Auf jeden Fall siehts so schon besser aus, ich hab auch noch Zweifel, will mich aber auch nicht zu weit aus dem Fenster lehnen, da ich mir nicht 100% sicher bin.
Wir waren eigentlich gar nicht schlecht - die andern waren halt nur viel besser   

Grüße.


----------



## kaspar (10. Juni 2005)

hallo,


am Sonntag, den 12.06.05 geht es in Bekond beim 4. Lauf zum Eifel-Mosel-Cup zur Sache. Bergfest im Cup und unendlich viele Berge in Bekond.
Die Strecke ist technisch anspruchsvoller geworden.  

zum Flair nur soviel:

Der Dschungel ruft!


----------



## Limit83 (10. Juni 2005)

kaspar schrieb:
			
		

> hallo,
> 
> 
> am Sonntag, den 12.06.05 geht es in Bekond beim 4. Lauf zum Eifel-Mosel-Cup zur Sache. Bergfest im Cup und unendlich viele Berge in Bekond.
> ...


    
Da bin ich ja mal gespannt!


----------



## kaspar (10. Juni 2005)

limit83!

wir werden uns Mühe geben!

bis Sonntag und bring gutes Wetter mit.  

gruß
Kaspar


----------



## MTB-News.de




----------



## leeqwar (11. Juni 2005)

bekond war letztes jahr schon eine der geilsten strecken   
freue mich auch schon auf sonntag. kommt man von der feuchtigkeit des bodens her die "wände" denn gut hoch ?   

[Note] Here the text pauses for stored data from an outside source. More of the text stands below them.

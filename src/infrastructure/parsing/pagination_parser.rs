//! Pagination block reader

use scraper::{Html, Selector};

use super::compile_selector;
use crate::infrastructure::config::SelectorConfig;
use crate::infrastructure::error::ScrapeResult;

/// Reads the link labels of a result page's pagination block.
#[derive(Debug)]
pub struct PaginationParser {
    block: Selector,
    link: Selector,
}

impl PaginationParser {
    pub fn new(selectors: &SelectorConfig) -> ScrapeResult<Self> {
        Ok(Self {
            block: compile_selector("selectors.pagination", &selectors.pagination)?,
            link: compile_selector("selectors.pagination_link", &selectors.pagination_link)?,
        })
    }

    /// Link labels of the first pagination block, in document order.
    /// `None` when the page has no pagination block.
    pub fn link_labels(&self, page_html: &str) -> Option<Vec<String>> {
        let document = Html::parse_document(page_html);
        let block = document.select(&self.block).next()?;
        Some(
            block
                .select(&self.link)
                .map(|a| a.text().collect::<String>())
                .collect(),
        )
    }
}

#[cfg(test)]
mod tests {
    use super::*;

    fn parser() -> PaginationParser {
        PaginationParser::new(&SelectorConfig::default()).unwrap()
    }

    #[test]
    fn reads_labels_in_dom_order() {
        let html = r#"
            <nav><ul class="pagination-list"></ul></nav>
            <div class="pagination">
              <a href="?start=50">2</a><a href="?start=100">3</a>
              <a href="?start=150"><span>4</span></a><a aria-label="Next">Next</a>
            </div>"#;
        assert_eq!(
            parser().link_labels(html),
            Some(vec!["2".into(), "3".into(), "4".into(), "Next".into()])
        );
    }

    #[test]
    fn missing_block() {
        assert_eq!(parser().link_labels("<html><body></body></html>"), None);
    }

    #[test]
    fn empty_block() {
        assert_eq!(
            parser().link_labels(r#"<div class="pagination"></div>"#),
            Some(vec![])
        );
    }
}
//! Job Scraper - concurrent job-listing scraper
//!
//! Discovers how many result pages a search has, fetches every page
//! concurrently, extracts one record per job card and writes the aggregate
//! as CSV. Also exposes the run behind a small HTTP trigger.

pub mod application;
pub mod domain;
pub mod infrastructure;
pub mod server;

#[cfg(test)]
mod test_utils;

pub use application::{ScrapeOrchestrator, ScrapeReport};
pub use domain::JobRecord;
pub use infrastructure::{ScrapeError, ScrapeResult, ScraperConfig};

und dieses jahr schau ich mir die leute vor mir beim start genau an, nicht dass ich wieder mit dem rad auf dem rücken zufuss über liegende fahrer springen muss.


----------



## Limit83 (11. Juni 2005)

kaspar schrieb:
			
		

> limit83!
> 
> wir werden uns Mühe geben!
> 
> ...


Ich werde mich bemühen! Auf eine weitere Schlammschlacht hab ich Null Bock um ehrlich zu sein. Wird echt mal wieder Zeit für eine richtige Hitzeschlacht, wie z. B. Mehring 2003.
Gruß Limit!


----------



## kaspar (11. Juni 2005)

hallo,

also bis jetzt ist unsere strecke durchgehend trocken.   keinerlei nasse füße zu erwarten.  

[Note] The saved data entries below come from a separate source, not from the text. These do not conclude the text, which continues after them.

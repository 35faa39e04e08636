//! Standalone scrape run
//!
//! Scrapes the configured default search term and writes the results to the
//! configured CSV path.

use anyhow::{Context, Result};
use job_scraper_lib::{ScrapeOrchestrator, ScraperConfig, infrastructure::init_logging_with_config};

#[tokio::main]
async fn main() -> Result<()> {
    let config = ScraperConfig::load().context("Failed to load configuration")?;
    init_logging_with_config(&config.logging).context("Failed to initialize logging")?;

    println!("start");

    let term = config.site.default_term.clone();
    let csv_path = config.output.csv_path.clone();
    let orchestrator = ScrapeOrchestrator::from_config(config)?;

    let report = orchestrator
        .run_and_export(&term, &csv_path)
        .await
        .with_context(|| format!("Scrape for '{term}' failed"))?;

    if !report.failed_pages.is_empty() {
        tracing::warn!("⚠️ Skipped pages: {:?}", report.failed_pages);
    }

    println!("Done, extracted {}", report.record_count());
    Ok(())
}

nach dem  wetterbericht wird es keine hitzeschlacht, trotzdem werdet ihr ins  schwitzen kommen. versprochen  

bis morgen
kaspar


----------



## Limit83 (12. Juni 2005)

Hi Leute!
Verdammt geiles Rennen heute! Ich bin von Bekond immer wieder begeistert - der beste Lauf vom EMC! 
Gruß Limit!


----------



## Einheimischer (12. Juni 2005)

Schliesse mich Limit83 an - die beste Strecke überhaupt - echt genial!!!
Nochmal danke fürs Bier @Limit83   

Grüße.


----------



## Limit83 (12. Juni 2005)

Einheimischer schrieb:
			
		

> Schliesse mich Limit83 an - die beste Strecke überhaupt - echt genial!!!
> Nochmal danke fürs Bier @Limit83
> 
> Grüße.


Gerne wieder!


----------



## Xededen (12. Juni 2005)

Nänänänänäääää...Der Einheimische bekommt keinen Alkohol von Dir   

Die Strecke heut in Bekond war echt der Hammer. Da habt ihr was schönes auf die Beine gestellt...War aber auch stellenweise sehr hart...

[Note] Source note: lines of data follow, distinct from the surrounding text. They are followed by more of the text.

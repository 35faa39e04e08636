//! HTTP trigger for scrape runs
//!
//! `GET /` serves the search form, `POST /scrape` runs a scrape for the
//! submitted term and answers with the CSV as a download, `GET /health`
//! reports liveness.

use std::sync::Arc;

use axum::{
    Form, Json, Router,
    extract::State,
    http::{StatusCode, header},
    response::{Html, IntoResponse, Response},
    routing::{get, post},
};
use serde::Deserialize;
use serde_json::json;
use tracing::{error, info, warn};

use crate::application::ScrapeOrchestrator;
use crate::domain::clean_text;
use crate::infrastructure::{ScrapeResult, ScraperConfig, csv_export};

const INDEX_HTML: &str = include_str!("../static/index.html");
const CSV_DISPOSITION: &str = "attachment; filename=\"jobs.csv\"";

/// Shared application state
#[derive(Clone)]
pub struct AppState {
    pub orchestrator: Arc<ScrapeOrchestrator>,
}

#[derive(Debug, Deserialize)]
pub struct ScrapeForm {
    #[serde(default)]
    pub term: String,
}

/// Build the router around an existing orchestrator.
pub fn build_app(orchestrator: Arc<ScrapeOrchestrator>) -> Router {
    Router::new()
        .route("/", get(index_handler))
        .route("/scrape", post(scrape_handler))
        .route("/health", get(health_handler))
        .with_state(AppState { orchestrator })
}

/// Build the router with an HTTP-backed orchestrator.
pub fn build_app_from_config(config: ScraperConfig) -> ScrapeResult<Router> {
    let orchestrator = ScrapeOrchestrator::from_config(config)?;
    Ok(build_app(Arc::new(orchestrator)))
}

async fn index_handler() -> Html<&'static str> {
    Html(INDEX_HTML)
}

async fn health_handler() -> Json<serde_json::Value> {
    Json(json!({ "status": "ok" }))
}

async fn scrape_handler(State(state): State<AppState>, Form(form): Form<ScrapeForm>) -> Response {
    let term = clean_text(&form.term);
    if term.is_empty() {
        warn!("Rejected scrape request with empty term");
        return (StatusCode::BAD_REQUEST, "search term must not be empty").into_response();
    }

    info!("📥 Scrape requested for '{}'", term);
    let report = match state.orchestrator.run_scrape(&term).await {
        Ok(report) => report,
        Err(e) => {
            error!("❌ Scrape for '{}' failed: {}", term, e);
            return (StatusCode::BAD_GATEWAY, format!("scrape failed: {e}")).into_response();
        }
    };

    let detail_prefix = state.orchestrator.config().site.detail_url_prefix();
    match csv_export::render_jobs_csv(&report.records, &detail_prefix) {
        Ok(body) => (
            [
                (header::CONTENT_TYPE, "text/csv"),
                (header::CONTENT_DISPOSITION, CSV_DISPOSITION),
            ],
            body,
        )
            .into_response(),
        Err(e) => {
            error!("❌ Failed to render CSV: {}", e);
            (StatusCode::INTERNAL_SERVER_ERROR, e.to_string()).into_response()
        }
    }
}

#[cfg(test)]
mod tests {
    use super::*;
    use crate::test_utils::{FakeHtmlSource, card, result_page};
    use axum::body::{Body, to_bytes};
    use axum::http::Request;
    use tower::ServiceExt;

    const BASE: &str = "http://jobs.test/jobs?q=data+engineer&limit=50";

    fn app(source: FakeHtmlSource) -> Router {
        let config = ScraperConfig::default().with_base_url("http://jobs.test");
        let orchestrator = ScrapeOrchestrator::new(config, Arc::new(source)).unwrap();
        build_app(Arc::new(orchestrator))
    }

    fn form_post(body: &str) -> Request<Body> {
        Request::builder()
            .method("POST")
            .uri("/scrape")
            .header(header::CONTENT_TYPE, "application/x-www-form-urlencoded")
            .body(Body::from(body.to_string()))
            .unwrap()
    }

    #[tokio::test]
    async fn scrape_normalizes_term_and_returns_csv() {
        let page = result_page(&[card(Some("k1"), "Data Engineer", "Acme", "Denver, CO")], None);
        let source = FakeHtmlSource::new()
            .with_page(BASE, page.clone())
            .with_page(format!("{BASE}&start=0"), page);

        let response = app(source)
            .oneshot(form_post("term=++data+++engineer+"))
            .await
            .unwrap();

        assert_eq!(response.status(), StatusCode::OK);
        assert_eq!(response.headers()[header::CONTENT_TYPE], "text/csv");
        assert_eq!(response.headers()[header::CONTENT_DISPOSITION], CSV_DISPOSITION);

        let body = to_bytes(response.into_body(), usize::MAX).await.unwrap();
        let text = String::from_utf8(body.to_vec()).unwrap();
        assert_eq!(
            text,
            "ID,Title,CompanyName,Location\nhttp://jobs.test/viewjob?jk=k1,Data Engineer,Acme,\"Denver, CO\"\n"
        );
    }

    #[tokio::test]
    async fn upstream_failure_is_bad_gateway() {
        let source = FakeHtmlSource::new().with_status(BASE, 429);
        let response = app(source).oneshot(form_post("term=data+engineer")).await.unwrap();
        assert_eq!(response.status(), StatusCode::BAD_GATEWAY);
    }
}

Also im letzten Jahr war Mehring mein Favorit....ich bin mal gespannt ob Mehring dieses Jahr mit Bekond konkurieren kann......


----------



## Einheimischer (12. Juni 2005)

Einer geht noch...   

Grüße.


----------



## kaspar (12. Juni 2005)

hallo jungs,

freut mich, dass es euch so gut gefallen hat! - empfehlt's weiter!

es hat aber heute auch wieder (fast) alles gepasst! ich galube, adss es für alle wieder eine runde sache war. selbst unsere zuschauer, die sich zum teil unter mountainbiken gar nichts vorstellen können, und es nur vom bierstand aus genossen haben, waren begeistert. 


schön, dass ihr dabei wart!

danke aus bekond
kaspar


----------



## leeqwar (13. Juni 2005)

in der tat wieder eine gigantische strecke !


----------



## MTB-News.de




----------



## 007ike (13. Juni 2005)

Einheimischer schrieb:
			
		

> Einer geht noch...
> 
> Grüße.


Ich glaub ich mag nicht wenn er das sagt


----------



## leeqwar (12. Juli 2005)

verdammte axt, da muss ich am wochenende noch 2x übelst in die pedale treten um die top10 wieder zu erreichen    

andere haben ihren treppchen-platz da schon sicherer   

anal.isa ist das neue rennpferd im stalle puhl, oder was ? noch vor limit und witzack. reeeeespekt.   geniess es bis zum wochenende...


----------



## Einheimischer (12. Juli 2005)

leeqwar schrieb:
			
		

> verdammte axt, da muss ich am wochenende noch 2x übelst in die pedale treten um die top10 wieder zu erreichen
> 
> andere haben ihren treppchen-platz da schon sicherer
> 
> anal.isa ist das neue rennpferd im stalle puhl, oder was ? noch vor limit und witzack. reeeeespekt.   geniess es bis zum wochenende...



Tja ich habs da schon einfacher - selbst wenn ich am WE zweimal gewinnen würde, würde es nicht mehr für die Top 10 reichen - relax  
Naja, vieleicht reaktiviere ich ein letztes mal den Herbert  

Grüße.


----------



## leeqwar (12. Juli 2005)

Einheimischer schrieb:
			
		

> Tja ich habs da schon einfacher - selbst wenn ich am WE zweimal gewinnen würde, würde es nicht mehr für die Top 10 reichen - relax
> Naja, vieleicht reaktiviere ich ein letztes mal den Herbert
> 
> Grüße.









du meinst also, deine grösste herausforderung am wochenende wird sein, das bier kalt zu halten...


----------



## Einheimischer (12. Juli 2005)

leeqwar schrieb:
			
		

> du meinst also, deine grösste herausforderung am wochenende wird sein, das bier kalt zu halten...



So siehts aus, aber mach dir keine Sorgen - kaltes Bier wurde bei mir noch nie warm  

Grüße.


----------



## 007ike (12. Juli 2005)

Einheimischer schrieb:
			
		

> So siehts aus, aber mach dir keine Sorgen - kaltes Bier wurde bei mir noch nie warm
> 
> Grüße.



Ich denke das kann man ungesehen unterschreiben


----------